*WHAT YOU WILL DO*:
I would like the listing below retyped exactly, line by line.
++++++++
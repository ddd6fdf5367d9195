pub mod dense;
pub mod neuron;

pub use dense::Layer;
pub use neuron::Neuron;
/// Result of running a network over a labelled dataset.
#[derive(Debug, Clone, Copy, PartialEq, Serialize, Deserialize)]
pub struct Evaluation {
    /// Mean over samples of the summed absolute channel error.
    pub error: f64,
    /// Samples whose every channel was within the network's tolerance.
    pub correct: usize,
    pub total: usize,
}

/// Shape of one layer, as reported by [`Network::summary`].
#[derive(Debug, Clone, PartialEq, Serialize, Deserialize)]
pub struct LayerSummary {
    pub input_width: usize,
    pub output_width: usize,
    pub activation: ActivationFunction,
}

#[derive(Debug, Clone, Serialize, Deserialize)]
pub struct Network {
    #[serde(default)]
    pub settings: NetworkSettings,
    layers: Vec<Layer>,
}
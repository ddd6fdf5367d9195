pub mod evolve;
pub mod iteration_stats;
pub mod loop_fn;
pub mod session;
pub mod train_config;
pub mod trainer;

pub use evolve::{hill_climb, MutationConfig, MutationKind};
pub use iteration_stats::IterationStats;
pub use loop_fn::{train_loop, TrainSummary};
pub use session::TrainingSession;
pub use train_config::TrainConfig;
pub use trainer::train_network;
++++++++
*REPLY*:
repository ddd6fdf5367d9195
pub mod dense;
pub mod neuron;

pub use dense::Layer;
pub use neuron::Neuron;
/// Result of running a network over a labelled dataset.
#[derive(Debug, Clone, Copy, PartialEq, Serialize, Deserialize)]
pub struct Evaluation {
    /// Mean over samples of the summed absolute channel error.
    pub error: f64,
    /// Samples whose every channel was within the network's tolerance.
    pub correct: usize,
    pub total: usize,
}

/// Shape of one layer, as reported by [`Network::summary`].
#[derive(Debug, Clone, PartialEq, Serialize, Deserialize)]
pub struct LayerSummary {
    pub input_width: usize,
    pub output_width: usize,
    pub activation: ActivationFunction,
}

#[derive(Debug, Clone, Serialize, Deserialize)]
pub struct Network {
    #[serde(default)]
    pub settings: NetworkSettings,
    layers: Vec<Layer>,
}
repository ddd6fdf5367d9195
pub mod evolve;
pub mod iteration_stats;
pub mod loop_fn;
pub mod session;
pub mod train_config;
pub mod trainer;

pub use evolve::{hill_climb, MutationConfig, MutationKind};
pub use iteration_stats::IterationStats;
pub use loop_fn::{train_loop, TrainSummary};
pub use session::TrainingSession;
pub use train_config::TrainConfig;
pub use trainer::train_network;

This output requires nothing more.